### Directions for this task
Which lines below contain the word "PriceHistoryPoint"? Copy each of them.

Start of Data supplied

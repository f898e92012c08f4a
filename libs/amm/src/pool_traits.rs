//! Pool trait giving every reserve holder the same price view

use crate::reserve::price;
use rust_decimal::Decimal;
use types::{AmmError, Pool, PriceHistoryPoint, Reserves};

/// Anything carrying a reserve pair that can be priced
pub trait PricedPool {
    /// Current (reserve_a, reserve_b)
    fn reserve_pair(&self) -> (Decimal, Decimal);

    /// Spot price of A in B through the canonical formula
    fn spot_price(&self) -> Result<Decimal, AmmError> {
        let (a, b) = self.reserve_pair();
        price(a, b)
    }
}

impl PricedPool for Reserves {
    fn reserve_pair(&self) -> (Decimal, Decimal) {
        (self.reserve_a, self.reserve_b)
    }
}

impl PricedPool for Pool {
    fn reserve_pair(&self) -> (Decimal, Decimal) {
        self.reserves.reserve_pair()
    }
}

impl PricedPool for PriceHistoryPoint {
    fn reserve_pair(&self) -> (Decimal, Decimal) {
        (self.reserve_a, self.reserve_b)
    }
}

End of Data supplied

### Solution to the exercise
use types::{AmmError, Pool, PriceHistoryPoint, Reserves};
impl PricedPool for PriceHistoryPoint {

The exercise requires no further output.